Presiden Jokowi menuturkan bahwa dana haji tersebut akan digunakan untuk berinvestasi secara aman melalui proyek infrastruktur yang terjamin akan menghasilkan banyak keuntungan. Contohnya adalah pada proyek jalan tol, pelabuhan, atau bandara. Investasi ini diperkirakan dapat mengolah dana yang sebelumnya konstan menjadi meningkat secara drastis dengan risiko minimum. Keuntungan yang dihasilkan tersebut akan digunakan untuk meningkatkan pelayanan terhadap jamaah haji.
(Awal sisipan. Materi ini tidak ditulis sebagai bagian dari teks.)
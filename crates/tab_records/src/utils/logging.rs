use tracing_subscriber::{EnvFilter, prelude::*};

use crate::errors::{RecordError, RecordResult};

/// Initialize logging based on environment configuration
///
/// Output goes to stderr so that record output on stdout stays clean.
///
/// # Environment Variables
/// - `RUST_LOG`: Controls logging verbosity (trace, debug, info, warn, error)
///
/// # Returns
/// - `Ok(())` if logging is successfully initialized or skipped
/// - `Err(RecordError::LoggingInitialization)` if initialization fails
pub fn init_logging() -> RecordResult<()> {
    // Logging stays off unless RUST_LOG is set
    if std::env::var("RUST_LOG").is_err() {
        return Ok(());
    }

    let env_filter = EnvFilter::from_default_env();

    let fmt_layer = tracing_subscriber::fmt::layer()
        .with_writer(std::io::stderr)
        .with_ansi(false);

    tracing_subscriber::registry()
        .with(fmt_layer)
        .with(env_filter)
        .try_init()
        .map_err(|e| RecordError::LoggingInitialization(e.to_string()))?;

    Ok(())
}
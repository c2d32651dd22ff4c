use std::fmt;

use derive_getters::Getters;
use serde::Serialize;

/// Access mode of a [`RecordReaderWriter`](crate::application::RecordReaderWriter).
///
/// Exactly one mode is active at a time.
#[derive(Debug, Clone, Copy, PartialEq, Eq, Hash)]
pub enum Mode {
    Read,
    Write,
}

impl fmt::Display for Mode {
    fn fmt(&self, f: &mut fmt::Formatter<'_>) -> fmt::Result {
        match self {
            Mode::Read => f.write_str("Read"),
            Mode::Write => f.write_str("Write"),
        }
    }
}

/// A two-column line record
///
/// `first` is always present once a line has been read, even when it is the
/// empty string. `second` is `None` when the line had no delimiter, which is
/// distinct from an empty second column.
#[derive(Debug, Clone, Default, PartialEq, Eq, Serialize, Getters)]
pub struct Record {
    first: String,
    second: Option<String>,
}

impl Record {
    pub fn new(first: impl Into<String>, second: Option<String>) -> Self {
        Self {
            first: first.into(),
            second,
        }
    }

    /// Record with both columns set
    pub fn pair(first: impl Into<String>, second: impl Into<String>) -> Self {
        Self::new(first, Some(second.into()))
    }

    /// Fields in write order; an absent second column is omitted
    pub fn fields(&self) -> Vec<&str> {
        let mut fields = vec![self.first.as_str()];
        if let Some(second) = &self.second {
            fields.push(second);
        }
        fields
    }
}
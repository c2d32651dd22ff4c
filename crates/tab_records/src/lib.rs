//! # Tab Records
//!
//! A reader/writer for plain-text files holding one two-column record per
//! line, with columns separated by a single tab.
//!
//! ## Features
//! - Mode-gated access: a file is open either for reading or for writing
//! - Records with an always-present first column and an optional second one
//! - Pluggable line formats through reader and writer factories
//!
//! ## Modules
//! - `application`: Tab-delimited reader and writer, and the mode-gated facade
//! - `domain`: Record types and the reader/writer traits
//! - `errors`: Error type and result alias
//! - `utils`: Line format helpers and logging setup
//!
//! ```no_run
//! use tab_records::{Mode, RecordReaderWriter};
//!
//! # fn main() -> Result<(), tab_records::RecordError> {
//! let mut writer = RecordReaderWriter::from_path("contacts.tsv", Mode::Write)?;
//! writer.write(["Shelby Macias", "3027 Lorem St.|Kokomo"])?;
//! writer.close()?;
//!
//! let mut reader = RecordReaderWriter::from_path("contacts.tsv", Mode::Read)?;
//! while let Some(record) = reader.read()? {
//!     println!("{} -> {:?}", record.first(), record.second());
//! }
//! # Ok(())
//! # }
//! ```

pub mod application;
pub mod domain;
pub mod errors;
pub mod utils;

pub use application::{RecordReaderWriter, TabRecordReader, TabRecordWriter};
pub use domain::{LineHandle, Mode, Record, RecordReader, RecordWriter};
pub use errors::{RecordError, RecordResult};
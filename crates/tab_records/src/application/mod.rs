pub mod factory;
pub mod reader_writer;
pub mod tab_reader;
pub mod tab_writer;

pub use factory::{ReaderFactory, WriterFactory};
pub use reader_writer::RecordReaderWriter;
pub use tab_reader::TabRecordReader;
pub use tab_writer::TabRecordWriter;
use std::fs::File;
use std::io::{BufWriter, Write};
use std::path::{Path, PathBuf};

use crate::{
    domain::{LineHandle, RecordWriter},
    errors::{RecordError, RecordResult},
    utils::line_format::{LINE_TERMINATOR, format_line},
};

struct OpenWriter {
    path: PathBuf,
    sink: BufWriter<File>,
}

/// Tab-delimited implementation of [`RecordWriter`]
///
/// Opening truncates the target. Lines are buffered and flushed on
/// [`close`](LineHandle::close) or when the writer is dropped.
#[derive(Default)]
pub struct TabRecordWriter {
    stream: Option<OpenWriter>,
}

impl TabRecordWriter {
    /// Create an unopened writer
    pub fn new() -> Self {
        Self::default()
    }

    /// Create a writer already opened on `path`
    pub fn open_at(path: &Path) -> RecordResult<Self> {
        let mut writer = Self::new();
        writer.open(path)?;
        Ok(writer)
    }

    pub fn path(&self) -> Option<&Path> {
        self.stream.as_ref().map(|s| s.path.as_path())
    }
}

impl LineHandle for TabRecordWriter {
    fn open(&mut self, path: &Path) -> RecordResult<()> {
        self.close()?;

        let file = File::create(path).map_err(|e| RecordError::io(e, path))?;
        tracing::debug!(path = %path.display(), "opened record file for writing");

        self.stream = Some(OpenWriter {
            path: path.to_path_buf(),
            sink: BufWriter::new(file),
        });
        Ok(())
    }

    fn close(&mut self) -> RecordResult<()> {
        // The handle is released even when the final flush fails
        if let Some(mut stream) = self.stream.take() {
            stream
                .sink
                .flush()
                .map_err(|e| RecordError::io(e, &stream.path))?;
            tracing::debug!(path = %stream.path.display(), "closed record writer");
        }
        Ok(())
    }

    fn is_open(&self) -> bool {
        self.stream.is_some()
    }
}

impl RecordWriter for TabRecordWriter {
    fn write(&mut self, fields: &[&str]) -> RecordResult<()> {
        let stream = self
            .stream
            .as_mut()
            .ok_or(RecordError::NotOpen { operation: "write" })?;

        let mut line = format_line(fields);
        line.push_str(LINE_TERMINATOR);

        stream
            .sink
            .write_all(line.as_bytes())
            .map_err(|e| RecordError::io(e, &stream.path))?;
        tracing::trace!(columns = fields.len(), "wrote record");
        Ok(())
    }
}

impl Drop for TabRecordWriter {
    fn drop(&mut self) {
        if let Err(e) = self.close() {
            tracing::warn!("failed to close record writer on drop: {}", e);
        }
    }
}
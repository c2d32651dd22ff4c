pub mod line_format;
pub mod logging;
Namun, penggunaan dana haji untuk pembangunan infrastruktur ternyata telah dilaksanakan di Indonesia sejak tahun 2010. Hal ini disampaikan oleh Anggota Komisi VII DPR, Maman Imanulhaq, yang juga menyatakan bahwa sekitar 40% dana haji telah digunakan untuk pembangunan infrastruktur. Beliau juga memaparkan bahwa dana tersebut diinvestasikan melalui bentuk Sukuk Dana Haji Indonesia (SDHI), Surat Berharga Syariah Negara (SBSN), atau Project Based Sukuk (PBS).
Pemanfaatan dana haji untuk sektor lain juga dilakukan oleh negara selain Indonesia. Salah satunya adalah Malaysia yang menginvestasikan dana haji pada sektor perkebunan.
Menteri Agama Republik Indonesia, Lukman Hakim Saifuddin, memaparkan bahwa aturan fiqih dan konstitusi memperbolehkan dana setoran BPIH di-tasharruf-kan untuk hal yang produktif seperti pembangunan infrastruktur. Hal tersebut diperbolehkan selama menganut prinsip Syariah dan dilaksanakan dengan hati-hati demi manfaat jamaah haji dan masyarakat luas. Beliau juga mengutip hasil keputusan Ijtima Ulama Komisi Fatwa Se-Indonesia IV Tahun 2012 tentang Status Kepemilikan Dana Setoran BPIH yang Masuk Daftar Tunggu.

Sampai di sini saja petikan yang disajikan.